Written by Stephen Metcalf, this is a short history of the life (and death?) of literary theory as taught in the great universities of the western world. It is written, happily, in terms which ordinary people can understand, which is more than can be said for almost everything else ever written about the subject.
Metcalf has an appropriately jaundiced view of the intelligence and ruthless self-interest of professors of Eng. Lit. Such profs, he argues, moved from being suckers to being con men and back to being suckers again; none of these roles being one which attracts respect from anyone capable of rational thought.
Along the way, however, he points out that the great strength of English departments in universities was that, while being 'vulnerable to charlatanism and dupery' (you can say that again), they were also 'the last great repository for the nonutilitarian hopes of the university.' The English departments, were (Metcalf maintains) just about the only places where any serious thinking went on about life and knowledge in general, without that thinking being directed towards turning students into competent lawyers, engineers, and surgeons.

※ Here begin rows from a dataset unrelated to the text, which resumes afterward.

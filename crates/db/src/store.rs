//! Serializable read-merge-write of fulfillment shipment data.

use async_trait::async_trait;
use serde_json::Value;
use shiprocket_core::fulfillment::{Fulfillment, ShipmentUpdate};
use shiprocket_core::services::FulfillmentStore;
use shiprocket_core::StoreError;
use sqlx::PgConnection;

use crate::repositories::FulfillmentRepo;
use crate::DbPool;

/// Attempts per write before a serialization conflict is reported.
pub const MAX_ATTEMPTS: u32 = 3;

/// SQLSTATE raised when a serializable transaction loses a conflict.
const SERIALIZATION_FAILURE: &str = "40001";

/// The write performed inside one transaction.
enum Write<'a> {
    Merge(&'a [ShipmentUpdate]),
    Metadata { key: &'a str, value: &'a Value },
}

/// Failure of a single attempt.
#[derive(Debug, thiserror::Error)]
enum AttemptError {
    #[error(transparent)]
    Sql(#[from] sqlx::Error),
    #[error(transparent)]
    Store(#[from] StoreError),
}

impl AttemptError {
    fn is_serialization_failure(&self) -> bool {
        match self {
            Self::Sql(e) => e
                .as_database_error()
                .and_then(|db| db.code())
                .is_some_and(|code| code == SERIALIZATION_FAILURE),
            Self::Store(_) => false,
        }
    }

    fn into_store_error(self, fulfillment_id: &str) -> StoreError {
        if self.is_serialization_failure() {
            return StoreError::Serialization(fulfillment_id.to_string());
        }
        match self {
            Self::Sql(e) => StoreError::Database(e.to_string()),
            Self::Store(e) => e,
        }
    }
}

/// [`FulfillmentStore`] over the `fulfillments` table.
///
/// Each write runs in its own `SERIALIZABLE` transaction that row-locks the
/// fulfillment, and is retried on serialization conflicts.
#[derive(Clone)]
pub struct PgFulfillmentStore {
    pool: DbPool,
}

impl PgFulfillmentStore {
    pub fn new(pool: DbPool) -> Self {
        Self { pool }
    }

    async fn write(&self, fulfillment_id: &str, op: Write<'_>) -> Result<Fulfillment, StoreError> {
        let mut attempt = 0;
        loop {
            attempt += 1;
            match self.write_once(fulfillment_id, &op).await {
                Ok(fulfillment) => return Ok(fulfillment),
                Err(e) if e.is_serialization_failure() && attempt < MAX_ATTEMPTS => {
                    tracing::warn!(
                        fulfillment_id,
                        attempt,
                        "Serialization conflict on fulfillment write, retrying"
                    );
                }
                Err(e) => {
                    let err = e.into_store_error(fulfillment_id);
                    tracing::error!(fulfillment_id, error = %err, "Fulfillment write failed");
                    return Err(err);
                }
            }
        }
    }

    async fn write_once(&self, fulfillment_id: &str, op: &Write<'_>) -> Result<Fulfillment, AttemptError> {
        let mut tx = self.pool.begin().await?;
        sqlx::query("SET TRANSACTION ISOLATION LEVEL SERIALIZABLE")
            .execute(&mut *tx)
            .await?;

        let saved = match op {
            Write::Merge(updates) => merge_locked(&mut tx, fulfillment_id, updates).await?,
            Write::Metadata { key, value } => {
                FulfillmentRepo::set_metadata_key(&mut tx, fulfillment_id, key, value)
                    .await?
                    .ok_or_else(|| StoreError::NotFound(fulfillment_id.to_string()))?
                    .into_fulfillment()?
            }
        };

        tx.commit().await?;
        Ok(saved)
    }
}

/// Lock the row, merge `updates` into its shipment list and save it.
async fn merge_locked(
    conn: &mut PgConnection,
    fulfillment_id: &str,
    updates: &[ShipmentUpdate],
) -> Result<Fulfillment, AttemptError> {
    let mut fulfillment = FulfillmentRepo::find_for_update(conn, fulfillment_id)
        .await?
        .ok_or_else(|| StoreError::NotFound(fulfillment_id.to_string()))?
        .into_fulfillment()?;

    fulfillment.apply(updates);

    let data = serde_json::to_value(&fulfillment.data).map_err(|e| StoreError::Corrupt {
        id: fulfillment_id.to_string(),
        reason: e.to_string(),
    })?;
    let saved = FulfillmentRepo::save_data(conn, fulfillment_id, &data)
        .await?
        .ok_or_else(|| StoreError::NotFound(fulfillment_id.to_string()))?
        .into_fulfillment()?;
    Ok(saved)
}

#[async_trait]
impl FulfillmentStore for PgFulfillmentStore {
    async fn fetch(&self, fulfillment_id: &str) -> Result<Fulfillment, StoreError> {
        let mut conn = self
            .pool
            .acquire()
            .await
            .map_err(|e| StoreError::Database(e.to_string()))?;
        FulfillmentRepo::find_by_id(&mut conn, fulfillment_id)
            .await
            .map_err(|e| StoreError::Database(e.to_string()))?
            .ok_or_else(|| StoreError::NotFound(fulfillment_id.to_string()))?
            .into_fulfillment()
    }

    async fn apply(
        &self,
        fulfillment_id: &str,
        updates: Vec<ShipmentUpdate>,
    ) -> Result<Fulfillment, StoreError> {
        self.write(fulfillment_id, Write::Merge(&updates)).await
    }

    async fn set_metadata(
        &self,
        fulfillment_id: &str,
        key: &str,
        value: Value,
    ) -> Result<Fulfillment, StoreError> {
        self.write(fulfillment_id, Write::Metadata { key, value: &value })
            .await
    }
}

#[cfg(test)]
mod tests {
    use super::*;
    use assert_matches::assert_matches;

    #[test]
    fn store_errors_are_not_retried() {
        let err = AttemptError::from(StoreError::NotFound("ful_1".into()));
        assert!(!err.is_serialization_failure());
        assert_matches!(err.into_store_error("ful_1"), StoreError::NotFound(id) if id == "ful_1");
    }

    #[test]
    fn non_database_sql_errors_map_to_database() {
        let err = AttemptError::from(sqlx::Error::RowNotFound);
        assert!(!err.is_serialization_failure());
        assert_matches!(err.into_store_error("ful_1"), StoreError::Database(_));
    }
}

Well, maybe. Metcalf certainly has a point. I have always had a strong preference for vocational education myself, but not to the exclusion of all else. Any vocational education needs, in my view, to be based firmly on a broad liberal-arts foundation. And I would not disagree with the following statement from John Alexander Smith, a professor of moral philosophy at Oxford, who told his new students in 1914 that
Nothing that you will learn in the course of your studies will be of the slightest possible use to you in after life, save only this, that if you work hard and intelligently you should be able to detect when a man is talking rot, and that, in my view, is the main, if not the sole, purpose of education.The problem with the English departments is that they did (and still do) a great deal of harm and not much good. Their success rate in teaching students how to 'detect when a man is talking rot' is lamentably low. If it wasn't, they wouldn't have any students left after the end of the first term.
If you really wish to consider the purpose of university education in more detail, find a decent university library and read my 1988 book The Goals of Universities.